Stored data entries
<<<<
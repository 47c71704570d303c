use crate::tools::*;

/// Creates polygon features around clusters of proximate point features.
pub struct AggregatePoints {
    name: String,
    display_name: String,
    description: String,
    toolbox: String,
    alias: String,
    parameters: Vec<ToolParameter>,
    valid_environments: Vec<EnvironmentKey>,
    example_usage: String,
}

impl AggregatePoints {
    pub fn new() -> AggregatePoints {
        // public constructor
        let name = "AggregatePoints".to_string();
        let display_name = "Aggregate Points".to_string();
        let toolbox = "Cartography".to_string();
        let alias = "cartography".to_string();
        let description =
            "Creates polygon features around clusters of proximate point features.".to_string();

        let mut parameters = vec![];
        parameters.push(ToolParameter {
            name: "Input Features".to_owned(),
            flags: vec!["-i".to_owned(), "--in_features".to_owned()],
            description: "The point features to aggregate.".to_owned(),
            parameter_type: ParameterType::FeatureLayer(GeometryType::Point),
            direction: ParameterDirection::Required,
            default_value: None,
        });

        parameters.push(ToolParameter {
            name: "Output Feature Class".to_owned(),
            flags: vec!["-o".to_owned(), "--out_feature_class".to_owned()],
            description: "The polygon feature class created around each cluster.".to_owned(),
            parameter_type: ParameterType::FeatureClass(GeometryType::Polygon),
            direction: ParameterDirection::Required,
            default_value: None,
        });

        parameters.push(ToolParameter {
            name: "Aggregation Distance".to_owned(),
            flags: vec!["--aggregation_distance".to_owned()],
            description: "The distance within which points are grouped into one polygon."
                .to_owned(),
            parameter_type: ParameterType::LinearUnit,
            direction: ParameterDirection::Required,
            default_value: None,
        });

        let valid_environments = vec![
            EnvironmentKey::Workspace,
            EnvironmentKey::ScratchWorkspace,
            EnvironmentKey::Extent,
            EnvironmentKey::OutputCoordinateSystem,
            EnvironmentKey::CartographicPartitions,
            EnvironmentKey::XyResolution,
            EnvironmentKey::XyTolerance,
        ];

        let usage = example_usage(
            &name,
            "-i=wells -o=gis.gdb/well_fields --aggregation_distance='500 Meters'",
        );

        AggregatePoints {
            name: name,
            display_name: display_name,
            description: description,
            toolbox: toolbox,
            alias: alias,
            parameters: parameters,
            valid_environments: valid_environments,
            example_usage: usage,
        }
    }
}

impl GeoprocessingTool for AggregatePoints {
    fn get_source_file(&self) -> String {
        String::from(file!())
    }

    fn get_tool_name(&self) -> String {
        self.name.clone()
    }

    fn get_display_name(&self) -> String {
        self.display_name.clone()
    }

    fn get_tool_description(&self) -> String {
        self.description.clone()
    }

    fn get_toolbox(&self) -> String {
        self.toolbox.clone()
    }

    fn get_alias(&self) -> String {
        self.alias.clone()
    }

    fn parameters(&self) -> &[ToolParameter] {
        &self.parameters
    }

    fn valid_environments(&self) -> &[EnvironmentKey] {
        &self.valid_environments
    }

    fn get_example_usage(&self) -> String {
        self.example_usage.clone()
    }
}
>>>>
_WORK TASK_
Each line above is to be reproduced exactly. Leave none out.

_WRITTEN RESPONSE_
repository 47c71704570d303c
use crate::tools::*;

/// Creates polygon features around clusters of proximate point features.
pub struct AggregatePoints {
    name: String,
    display_name: String,
    description: String,
    toolbox: String,
    alias: String,
    parameters: Vec<ToolParameter>,
    valid_environments: Vec<EnvironmentKey>,
    example_usage: String,
}

impl AggregatePoints {
    pub fn new() -> AggregatePoints {
        // public constructor
        let name = "AggregatePoints".to_string();
        let display_name = "Aggregate Points".to_string();
        let toolbox = "Cartography".to_string();
        let alias = "cartography".to_string();
        let description =
            "Creates polygon features around clusters of proximate point features.".to_string();

        let mut parameters = vec![];
        parameters.push(ToolParameter {
            name: "Input Features".to_owned(),
            flags: vec!["-i".to_owned(), "--in_features".to_owned()],
            description: "The point features to aggregate.".to_owned(),
            parameter_type: ParameterType::FeatureLayer(GeometryType::Point),
            direction: ParameterDirection::Required,
            default_value: None,
        });

        parameters.push(ToolParameter {
            name: "Output Feature Class".to_owned(),
            flags: vec!["-o".to_owned(), "--out_feature_class".to_owned()],
            description: "The polygon feature class created around each cluster.".to_owned(),
            parameter_type: ParameterType::FeatureClass(GeometryType::Polygon),
            direction: ParameterDirection::Required,
            default_value: None,
        });

        parameters.push(ToolParameter {
            name: "Aggregation Distance".to_owned(),
            flags: vec!["--aggregation_distance".to_owned()],
            description: "The distance within which points are grouped into one polygon."
                .to_owned(),
            parameter_type: ParameterType::LinearUnit,
            direction: ParameterDirection::Required,
            default_value: None,
        });

        let valid_environments = vec![
            EnvironmentKey::Workspace,
            EnvironmentKey::ScratchWorkspace,
            EnvironmentKey::Extent,
            EnvironmentKey::OutputCoordinateSystem,
            EnvironmentKey::CartographicPartitions,
            EnvironmentKey::XyResolution,
            EnvironmentKey::XyTolerance,
        ];

        let usage = example_usage(
            &name,
            "-i=wells -o=gis.gdb/well_fields --aggregation_distance='500 Meters'",
        );

        AggregatePoints {
            name: name,
            display_name: display_name,
            description: description,
            toolbox: toolbox,
            alias: alias,
            parameters: parameters,
            valid_environments: valid_environments,
            example_usage: usage,
        }
    }
}

impl GeoprocessingTool for AggregatePoints {
    fn get_source_file(&self) -> String {
        String::from(file!())
    }

    fn get_tool_name(&self) -> String {
        self.name.clone()
    }

    fn get_display_name(&self) -> String {
        self.display_name.clone()
    }

    fn get_tool_description(&self) -> String {
        self.description.clone()
    }

    fn get_toolbox(&self) -> String {
        self.toolbox.clone()
    }

    fn get_alias(&self) -> String {
        self.alias.clone()
    }

    fn parameters(&self) -> &[ToolParameter] {
        &self.parameters
    }

    fn valid_environments(&self) -> &[EnvironmentKey] {
        &self.valid_environments
    }

    fn get_example_usage(&self) -> String {
        self.example_usage.clone()
    }
}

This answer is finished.